So which is it? I’m really asking. I don’t know.
#3 or 4 feel the most satisfactory, but I’ve never seen arguments of this sort. I see lots of arguments for why X is sinful, but not why X is gravely sinful as opposed to Y, which is sinful but not gravely so. Why is skipping Mass on Sunday a mortal sin? It sounds crazy to me–send a fellow to hell for all eternity just for that? But “sounds crazy to me” doesn’t carry much weight when I lack a rational way to gauge gravity. I’ve just got my intuition like everybody else. Skip Church? Tsk, tsk, try to do better next time. Kill children? Whoa, that’s really bad! Intuition isn’t nothing, but of course it’s clouded by corrupt customs, habitual sin, etc.
I sense that churchmen are also bothered by what the faith teaches are mortal sins, and have been for some time. One might say that Amoris laetitia represents the onanization of adultery. Just look at the catechism on masturbation to see where this line of reasoning started. There are all the same moves. The authors relate that the solitary vice is grave enough to be a mortal sin, but this just didn’t feel right. God’s going to send nearly all men and lots of women to hell for that? Isn’t this what purgatory is for? Whoever wrote this bit of the catechism felt stuck keeping the matter grave, but immediately went off thinking up reasons why people aren’t really culpable.
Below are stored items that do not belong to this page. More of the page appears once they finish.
//! Wall-clock source for sync and pending-edit timestamps.

use chrono::{DateTime, Utc};

/// Source of "now"; injected so tests can pin time.
pub trait Clock {
    fn now(&self) -> DateTime<Utc>;
}

/// The system clock.
#[derive(Debug, Clone, Copy, Default)]
pub struct SystemClock;

impl Clock for SystemClock {
    fn now(&self) -> DateTime<Utc> {
        Utc::now()
    }
}

/// A clock that always reports the same instant.
#[derive(Debug, Clone, Copy)]
pub struct FixedClock(pub DateTime<Utc>);

impl Clock for FixedClock {
    fn now(&self) -> DateTime<Utc> {
        self.0
    }
}
//! Pending edit queue repository implementation

use crate::error::{Error, Result};
use crate::models::{IconUpdate, PendingEdit, PendingKind, Scope};
use libsql::{params, Connection};

/// Trait for the scoped pending-edit queue (async)
#[allow(async_fn_in_trait)]
pub trait PendingEditRepository {
    /// Append an icon update and return its sequence id
    async fn enqueue(&self, scope: &Scope, update: &IconUpdate) -> Result<i64>;

    /// List queued icon updates of the scope, oldest first
    async fn list(&self, scope: &Scope) -> Result<Vec<PendingEdit>>;

    /// Delete the given ids; ids that are missing or belong to another scope are ignored
    async fn remove(&self, scope: &Scope, ids: &[i64]) -> Result<()>;
}

/// libSQL implementation of `PendingEditRepository`
pub struct LibSqlPendingEditRepository<'a> {
    conn: &'a Connection,
}

impl<'a> LibSqlPendingEditRepository<'a> {
    /// Create a new repository with the given connection
    pub const fn new(conn: &'a Connection) -> Self {
        Self { conn }
    }

    async fn delete_ids(&self, scope: &Scope, ids: &[i64]) -> Result<()> {
        for id in ids {
            self.conn
                .execute(
                    "DELETE FROM pending_edits WHERE id = ? AND tenant_id = ? AND user_id = ?",
                    params![*id, scope.tenant_id(), scope.user_id()],
                )
                .await?;
        }
        Ok(())
    }
}

impl PendingEditRepository for LibSqlPendingEditRepository<'_> {
    async fn enqueue(&self, scope: &Scope, update: &IconUpdate) -> Result<i64> {
        let payload = serde_json::to_string(update)?;
        self.conn
            .execute(
                "INSERT INTO pending_edits (tenant_id, user_id, kind, payload) VALUES (?, ?, ?, ?)",
                params![
                    scope.tenant_id(),
                    scope.user_id(),
                    PendingKind::IconUpdate.as_str(),
                    payload
                ],
            )
            .await?;

        Ok(self.conn.last_insert_rowid())
    }

    async fn list(&self, scope: &Scope) -> Result<Vec<PendingEdit>> {
        let mut rows = self
            .conn
            .query(
                "SELECT id, payload FROM pending_edits
                 WHERE tenant_id = ? AND user_id = ? AND kind = ?
                 ORDER BY id ASC",
                params![
                    scope.tenant_id(),
                    scope.user_id(),
                    PendingKind::IconUpdate.as_str()
                ],
            )
            .await?;

        let mut edits = Vec::new();
        while let Some(row) = rows.next().await? {
            let id: i64 = row.get(0)?;
            let payload: String = row.get(1)?;
            let payload = serde_json::from_str(&payload).map_err(|error| {
                Error::Database(format!("corrupt pending edit {id}: {error}"))
            })?;
            edits.push(PendingEdit { id, payload });
        }
        Ok(edits)
    }

    async fn remove(&self, scope: &Scope, ids: &[i64]) -> Result<()> {
        if ids.is_empty() {
            return Ok(());
        }

        self.conn.execute("BEGIN TRANSACTION", ()).await?;

        if let Err(e) = self.delete_ids(scope, ids).await {
            self.conn.execute("ROLLBACK", ()).await.ok();
            return Err(e);
        }

        if let Err(e) = self.conn.execute("COMMIT", ()).await {
            self.conn.execute("ROLLBACK", ()).await.ok();
            return Err(e.into());
        }

        Ok(())
    }
}
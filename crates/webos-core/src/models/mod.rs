//! Data models for WebOS

mod icon;
mod pending;
mod scope;
mod settings;
mod tenant;

pub use icon::{
    CategoryId, FileData, FolderData, FolderRef, Icon, IconData, IconId, IconKind, LinkData,
    MediaKind, OpenMode,
};
pub use pending::{IconUpdate, PendingEdit, PendingKind};
pub use scope::{Scope, DEFAULT_SCOPE_PART};
pub use settings::{ConflictStrategy, SyncSettings};
pub use tenant::{Membership, Tenant};
//! Shared services used across clients.

mod local_store;

pub use local_store::LocalStore;
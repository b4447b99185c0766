//! Shared state types.

use std::fmt;

use serde::Serialize;

/// Phase of one sync cycle: `idle → pushing → pulling → settled`.
///
/// `pushing` is skipped when uploads are disabled.
#[derive(Clone, Copy, Debug, PartialEq, Eq, Serialize)]
#[serde(rename_all = "lowercase")]
pub enum SyncPhase {
    Idle,
    Pushing,
    Pulling,
    Settled,
}

impl fmt::Display for SyncPhase {
    fn fmt(&self, f: &mut fmt::Formatter<'_>) -> fmt::Result {
        let label = match self {
            Self::Idle => "idle",
            Self::Pushing => "pushing",
            Self::Pulling => "pulling",
            Self::Settled => "settled",
        };
        f.write_str(label)
    }
}
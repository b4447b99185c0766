//! webos-core - Core library for the WebOS desktop client
//!
//! This crate holds the scoped local icon cache, the push/pull sync engine,
//! the desktop view controller and the HTTP client they talk through. The
//! CLI (and any other front end) is a thin layer on top.

pub mod api;
pub mod clock;
pub mod config;
pub mod db;
pub mod desktop;
pub mod error;
pub mod models;
pub mod services;
pub mod state;
pub mod sync;
pub mod util;

#[cfg(test)]
mod testing;

pub use api::{ApiError, DesktopApi, HttpApi, SyncApi, TenantApi};
pub use config::{ClientConfig, ConfigFile};
pub use desktop::{DesktopController, DesktopView, DropOutcome};
pub use error::{Error, Result};
pub use models::{CategoryId, FolderRef, Icon, IconId, Scope, SyncSettings};
pub use services::LocalStore;
pub use state::SyncPhase;
pub use sync::{SyncEngine, SyncReport};
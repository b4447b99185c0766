//! Shared local cache service used by the sync engine and desktop controller.

use std::path::{Path, PathBuf};
use std::sync::Arc;

use tokio::sync::Mutex;

use crate::db::{
    Database, IconRepository, LibSqlIconRepository, LibSqlPendingEditRepository,
    LibSqlSettingsRepository, PendingEditRepository, SettingsRepository,
};
use crate::models::{Icon, IconUpdate, PendingEdit, Scope, SyncSettings};
use crate::Result;

/// Thread-safe handle to the one physical cache shared by all scopes.
///
/// Cloning is cheap; clones share the same connection. Every operation takes
/// the scope explicitly and only ever touches that scope's rows.
#[derive(Clone)]
pub struct LocalStore {
    db: Arc<Mutex<Database>>,
    db_path: Option<PathBuf>,
}

impl LocalStore {
    /// Open the cache at the given filesystem path.
    pub async fn open_path(db_path: impl Into<PathBuf>) -> Result<Self> {
        let db_path = db_path.into();
        if let Some(parent) = db_path.parent() {
            std::fs::create_dir_all(parent)?;
        }

        let db = match Database::open(&db_path).await {
            Ok(db) => db,
            Err(error) if Self::is_corrupted_db_error(&error) => {
                tracing::warn!(
                    "Local cache at {} is unreadable: {}. Moving it aside and starting empty.",
                    db_path.display(),
                    error
                );
                Self::quarantine_corrupted_db_files(&db_path)?;
                Database::open(&db_path).await?
            }
            Err(error) => return Err(error),
        };

        Ok(Self {
            db: Arc::new(Mutex::new(db)),
            db_path: Some(db_path),
        })
    }

    /// Open an in-memory cache (primarily for tests).
    pub async fn open_in_memory() -> Result<Self> {
        let db = Database::open_in_memory().await?;
        Ok(Self {
            db: Arc::new(Mutex::new(db)),
            db_path: None,
        })
    }

    /// Filesystem location of the cache, `None` when in memory.
    pub fn path(&self) -> Option<&Path> {
        self.db_path.as_deref()
    }

    fn is_corrupted_db_error(error: &crate::Error) -> bool {
        error
            .to_string()
            .to_ascii_lowercase()
            .contains("file is not a database")
    }

    fn quarantine_corrupted_db_files(db_path: &Path) -> Result<()> {
        if db_path.exists() {
            let timestamp = chrono::Utc::now().timestamp_millis();
            let file_name = db_path
                .file_name()
                .map_or_else(|| "cache.db".into(), |name| name.to_string_lossy());
            let backup_path = db_path.with_file_name(format!("{file_name}.corrupt-{timestamp}"));

            std::fs::rename(db_path, &backup_path)?;
            tracing::warn!(
                "Moved corrupted cache file from {} to {}",
                db_path.display(),
                backup_path.display()
            );
        }

        let Some(parent) = db_path.parent() else {
            return Ok(());
        };
        let Some(base_name) = db_path.file_name().and_then(|name| name.to_str()) else {
            return Ok(());
        };
        let sidecar_prefix = format!("{base_name}-");

        for entry in std::fs::read_dir(parent)? {
            let entry = entry?;
            if !entry.file_type()?.is_file() {
                continue;
            }
            let file_name = entry.file_name();
            let file_name = file_name.to_string_lossy();
            if file_name.starts_with(&sidecar_prefix) {
                let path = entry.path();
                std::fs::remove_file(&path)?;
                tracing::warn!("Removed stale cache sidecar {}", path.display());
            }
        }

        Ok(())
    }

    /// Replace the scope's icon set atomically.
    pub async fn save_icons(&self, scope: &Scope, icons: &[Icon]) -> Result<()> {
        let db = self.db.lock().await;
        let repo = LibSqlIconRepository::new(db.connection());
        repo.replace_all(scope, icons).await
    }

    /// All cached icons of the scope.
    pub async fn get_icons(&self, scope: &Scope) -> Result<Vec<Icon>> {
        let db = self.db.lock().await;
        let repo = LibSqlIconRepository::new(db.connection());
        repo.list(scope).await
    }

    /// Drop the scope's cached icons.
    pub async fn clear_icons(&self, scope: &Scope) -> Result<()> {
        let db = self.db.lock().await;
        let repo = LibSqlIconRepository::new(db.connection());
        repo.clear(scope).await
    }

    /// Stored settings of the scope, `None` when never saved.
    pub async fn get_settings(&self, scope: &Scope) -> Result<Option<SyncSettings>> {
        let db = self.db.lock().await;
        let repo = LibSqlSettingsRepository::new(db.connection());
        repo.load(scope).await
    }

    /// Persist the scope's settings.
    pub async fn save_settings(&self, scope: &Scope, settings: &SyncSettings) -> Result<()> {
        let db = self.db.lock().await;
        let repo = LibSqlSettingsRepository::new(db.connection());
        repo.save(scope, settings).await
    }

    /// Append an icon update to the pending queue, returning its id.
    pub async fn queue_icon_update(&self, scope: &Scope, update: &IconUpdate) -> Result<i64> {
        let db = self.db.lock().await;
        let repo = LibSqlPendingEditRepository::new(db.connection());
        repo.enqueue(scope, update).await
    }

    /// Queued icon updates of the scope, oldest first.
    pub async fn get_pending_icon_updates(&self, scope: &Scope) -> Result<Vec<PendingEdit>> {
        let db = self.db.lock().await;
        let repo = LibSqlPendingEditRepository::new(db.connection());
        repo.list(scope).await
    }

    /// Delete exactly the given pending ids.
    pub async fn clear_pending(&self, scope: &Scope, ids: &[i64]) -> Result<()> {
        let db = self.db.lock().await;
        let repo = LibSqlPendingEditRepository::new(db.connection());
        repo.remove(scope, ids).await
    }

    #[cfg(test)]
    pub(crate) async fn execute_sql(&self, sql: &str) -> Result<u64> {
        let db = self.db.lock().await;
        Ok(db.connection().execute(sql, ()).await?)
    }
}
Habit. Psychological state. Immaturity. (My observation, by the way, is that inclination to this vice neither increases nor decreases with age. There was even a notorious episode of Seinfeld about it being rather strong even for adults. What adulthood hopefully brings is marriage and with it another outlet.)
So, let’s take your favorite sin that you’ve been told is mortal but that doesn’t sound that bad to you. Could be skipping Church. Could be masturbation. Could be remarriage. Could be–get ready to be scandalized–social injustice. Call it X. What’s wrong with just saying that X is a venial sin?
Possibilities:
- The authority of the Church is on the line. The magisterium has clearly declared adultery, onanism, and so forth mortal sins. If we now say that actually they’re venial, the whole edifice of Catholic doctrine collapses.
- Possibility 3 or 4 above is true and you’ve got a knock-down argument that X is grave.
- Saying something is a venial sin means that it’s not important, that the Church doesn’t really care about it and neither should you. Nobody will bother avoiding a behavior that’s merely venial. Take masturbation. Nobody’s going to give up effort-free, consequence-free orgasms if hellfire isn’t on the line. Nobody would do it just as a favor to God or just to be closer to Him.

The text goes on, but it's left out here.